16. Grouping and Splitting¶

16.1 Grouping using subMap¶

Now that we have a channel that conforms to the tuple val(meta) path(<something>) pattern, we can investigate splitting and grouping patterns.

We'll start with a simple main.nf in the grouping directory

cd grouping

workflow {
    Channel.fromPath("data/samplesheet.csv")
        .splitCsv( header:true )
        .map { row ->
            def meta = [id:row.id, repeat:row.repeat, type:row.type]
            [
                meta,
                [
                    file(row.fastq1, checkIfExists: true),
                    file(row.fastq2, checkIfExists: true)
                ]
            ]
        }
        .view()
}

The first change we're going to make is to correct some repetitive code that we've seen quite a lot already in this workshop. The construction of the meta map from this row stutters quite a lot. We can make use of the subMap method available Maps to quickly return a new map constructed from the subset of an existing map:

workflow {
    Channel.fromPath("data/samplesheet.csv")
        .splitCsv( header:true )
        .map { row ->
            def meta = row.subMap('id', 'repeat', 'type')
            [
                meta,
                [
                    file(row.fastq1, checkIfExists: true),
                    file(row.fastq2, checkIfExists: true)
                ]
            ]
        }
        .view()
}

Complete meta map safety

The subMap method will take a collection of keys and construct a new map with just the keys listed in the collection. This method, in combination with the plus or + method for combining maps and resetting values should allow all contraction, expansion and modification of maps safely.

Exercise

Can you extend our workflow in an unsafe manner? Use the set operator to name the channel in our workflow above, and then map (the operator) over that without modification. In a separate map operation, try modifying the meta map in a way that is reflected in the first map.
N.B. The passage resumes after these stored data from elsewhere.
//! Receiving stage: the receivable queue over approved PO lines and the
//! batch goods-receipt submission with its append-only history.

use std::sync::Arc;

use base64::Engine;
use chrono::Local;
use serde::{Deserialize, Serialize};
use tracing::instrument;

use crate::aggregate::{group_by_key, GroupedView};
use crate::calc;
use crate::errors::ServiceError;
use crate::models::{PurchaseOrderLine, ReceiptRecord};
use crate::refresh::map_in_chunks;
use crate::schema::received_history;
use crate::sheets::{FileUpload, LineRow, StoreClient, SubmitSummary, Submitter};

use super::purchase_orders::PurchaseOrderService;

const RECEIVING_COMPLETE: &str = "Complete";
const PO_APPROVED: &str = "Approved";

/// Bill image attached to a receipt batch, uploaded before the rows are
/// written so every row can carry the hosted URL.
#[derive(Debug, Clone, Deserialize)]
pub struct BillImage {
    pub base64_data: String,
    pub file_name: String,
    pub mime_type: String,
}

/// One line entry of a receipt batch; lines with a zero received quantity
/// are untouched and never logged.
#[derive(Debug, Clone, Deserialize)]
pub struct ReceiveLine {
    pub serial_number: String,
    pub received_qty: f64,
    #[serde(default)]
    pub transport_charge: f64,
}

#[derive(Debug, Clone, Deserialize)]
pub struct ReceiveBatchRequest {
    pub planning_number: String,
    pub bill_type: String,
    pub bill_no: String,
    pub bill_date: String,
    #[serde(default)]
    pub discount_amount: f64,
    #[serde(default)]
    pub transporter_name: String,
    #[serde(default)]
    pub lr_no: String,
    #[serde(default)]
    pub bill_image: Option<BillImage>,
    pub lines: Vec<ReceiveLine>,
}

#[derive(Debug, Clone, Serialize)]
pub struct ReceiveBatchResult {
    pub planning_number: String,
    pub bill_no: String,
    /// GST-inclusive bill total derived from the received lines.
    pub bill_amount: f64,
    #[serde(skip_serializing_if = "String::is_empty")]
    pub bill_image_url: String,
    pub summary: SubmitSummary,
}

pub struct ReceivingService {
    client: StoreClient,
    submitter: Submitter,
    purchase_orders: Arc<PurchaseOrderService>,
    upload_folder_id: String,
}

impl ReceivingService {
    pub fn new(
        client: StoreClient,
        submitter: Submitter,
        purchase_orders: Arc<PurchaseOrderService>,
        upload_folder_id: String,
    ) -> Self {
        Self {
            client,
            submitter,
            purchase_orders,
            upload_folder_id,
        }
    }

    /// Approved PO lines still awaiting goods, grouped by planning number.
    #[instrument(skip(self))]
    pub async fn receivable(&self) -> Result<Vec<GroupedView<PurchaseOrderLine>>, ServiceError> {
        let lines = self.purchase_orders.load().await?;
        let open: Vec<PurchaseOrderLine> = lines
            .into_iter()
            .filter(|l| {
                l.po_status.eq_ignore_ascii_case(PO_APPROVED)
                    && !l.receiving_status.eq_ignore_ascii_case(RECEIVING_COMPLETE)
            })
            .collect();
        Ok(group_by_key(open, |l| l.planning_number.clone()))
    }

    /// Full receipt history from the append-only log.
    #[instrument(skip(self))]
    pub async fn history(&self) -> Result<Vec<ReceiptRecord>, ServiceError> {
        let grid = self.client.fetch_grid(received_history::TAB).await?;
        let body: Vec<_> = grid
            .into_iter()
            .skip(received_history::DATA_START_ROW)
            .collect();
        Ok(map_in_chunks(body, |cells| ReceiptRecord::from_row(cells)).await)
    }

    /// Submits one receipt batch: only lines with a positive received
    /// quantity are logged, one history row per line, written sequentially.
    /// The bill image (if any) is uploaded first so a failed upload aborts
    /// the batch before any row lands.
    #[instrument(skip(self, request), fields(planning_number = %request.planning_number))]
    pub async fn submit_batch(
        &self,
        request: ReceiveBatchRequest,
    ) -> Result<ReceiveBatchResult, ServiceError> {
        if request.planning_number.trim().is_empty() {
            return Err(ServiceError::Validation("planning number is required".into()));
        }
        for (field, label) in [
            (&request.bill_type, "bill type"),
            (&request.bill_no, "bill number"),
            (&request.bill_date, "bill date"),
        ] {
            if field.trim().is_empty() {
                return Err(ServiceError::Validation(format!("{label} is required")));
            }
        }

        let dirty: Vec<&ReceiveLine> = request
            .lines
            .iter()
            .filter(|l| l.received_qty > 0.0)
            .collect();
        if dirty.is_empty() {
            return Err(ServiceError::Validation(
                "No changes detected to save.".into(),
            ));
        }

        let po_lines = self.purchase_orders.load().await?;
        let order_lines: Vec<&PurchaseOrderLine> = po_lines
            .iter()
            .filter(|l| l.planning_number == request.planning_number)
            .collect();
        if order_lines.is_empty() {
            return Err(ServiceError::NotFound(format!(
                "no PO lines found for {}",
                request.planning_number
            )));
        }

        let mut matched: Vec<(&ReceiveLine, &PurchaseOrderLine)> = Vec::new();
        for entry in &dirty {
            let po_line = order_lines
                .iter()
                .find(|l| l.serial_number == entry.serial_number)
                .ok_or_else(|| {
                    ServiceError::NotFound(format!(
                        "{} has no line with serial {}",
                        request.planning_number, entry.serial_number
                    ))
                })?;
            matched.push((entry, po_line));
        }

        let bill_image_url = match &request.bill_image {
            Some(image) => {
                // Reject a corrupt payload here instead of letting the store
                // write a broken file and answer with an opaque error.
                if image.file_name.trim().is_empty() {
                    return Err(ServiceError::Validation("bill image needs a file name".into()));
                }
                base64::engine::general_purpose::STANDARD
                    .decode(image.base64_data.trim())
                    .map_err(|e| {
                        ServiceError::Validation(format!("bill image is not valid base64: {e}"))
                    })?;
                self.client
                    .upload_file(&FileUpload {
                        base64_data: image.base64_data.clone(),
                        file_name: image.file_name.clone(),
                        mime_type: image.mime_type.clone(),
                        folder_id: self.upload_folder_id.clone(),
                    })
                    .await?
            }
            None => String::new(),
        };

        let bill_amount = round2(
            matched
                .iter()
                .map(|(entry, po_line)| {
                    calc::receiving_line_total(
                        entry.received_qty,
                        po_line.rate,
                        po_line.gst_pct,
                        entry.transport_charge,
                    )
                })
                .sum(),
        );

        let timestamp = calc::format_timestamp(Local::now().naive_local());
        let lines: Vec<LineRow> = matched
            .iter()
            .map(|(entry, po_line)| {
                let record = ReceiptRecord {
                    timestamp: timestamp.clone(),
                    planning_number: request.planning_number.clone(),
                    serial_number: entry.serial_number.clone(),
                    bill_type: request.bill_type.clone(),
                    received_qty: entry.received_qty,
                    bill_no: request.bill_no.clone(),
                    bill_date: request.bill_date.clone(),
                    bill_amount,
                    discount_amount: request.discount_amount,
                    bill_image_url: bill_image_url.clone(),
                    transporter_name: request.transporter_name.clone(),
                    lr_no: request.lr_no.clone(),
                    po_number: po_line.po_number.clone(),
                    firm_name: po_line.firm_name.clone(),
                    vendor_name: po_line.vendor_name.clone(),
                    transport_charge: entry.transport_charge,
                };
                LineRow {
                    label: po_line.item_name.clone(),
                    row: record.to_row(),
                }
            })
            .collect();

        let summary = self
            .submitter
            .submit_lines(received_history::TAB, lines)
            .await;
        Ok(ReceiveBatchResult {
            planning_number: request.planning_number,
            bill_no: request.bill_no,
            bill_amount,
            bill_image_url,
            summary,
        })
    }
}

fn round2(value: f64) -> f64 {
    (value * 100.0).round() / 100.0
}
Note that we're trying to do the wrong thing in this example to clarify what the correct approach might be.

Solution

To ensure that the modification of the map happens first, we introduce a sleep into the first map operation. This sleep emulates a long-running Nextflow process.

workflow {
    Channel.fromPath("data/samplesheet.csv")
        .splitCsv( header:true )
        .map { row ->
            def meta = row.subMap('id', 'repeat', 'type')
            [
                meta,
                [
                    file(row.fastq1, checkIfExists: true),
                    file(row.fastq2, checkIfExists: true)
                ]
            ]
        }
        .set { samples }


    samples
        .map { element -> sleep 10; element }
        .view { meta, reads -> "Should be unmodified: $meta" }

    samples
        .map { meta, reads ->
            meta.type = meta.type == "tumor" ? "abnormal" : "normal"
            [meta, reads]
        }
        .view { meta, reads -> "Should be modified: $meta" }
}

Exercise

How would you fix the example above to use the safe operators plus and subMap to ensure that the original map remains unmodified?

Solution

workflow {
    Channel.fromPath("data/samplesheet.csv")
        .splitCsv( header:true )
        .map { row ->
            def meta = row.subMap('id', 'repeat', 'type')
            [
                meta,
                [
                    file(row.fastq1, checkIfExists: true),
                    file(row.fastq2, checkIfExists: true)
                ]
            ]
        }
        .set { samples }


    samples
        .map { element -> sleep 10; element }
        .view { meta, reads -> "Should be unmodified: $meta" }

    samples
        .map { meta, reads ->
            def newmap = [type: meta.type == "tumor" ? "abnormal" : "normal"]
            [meta + newmap, reads]
        }
        .view { meta, reads -> "Should be modified: $meta" }
}

16.2 Passing maps through processes¶

Let's construct a dummy read mapping process. This is not a bioinformatics workshop, so we can 'cheat' in the interests of time.

process MapReads {
    input:
    tuple val(meta), path(reads)
    path(genome)

    output:
    tuple val(meta), path("*.bam")

    script:
    "touch out.bam"
}

workflow {
    reference = Channel.fromPath("data/genome.fasta").first()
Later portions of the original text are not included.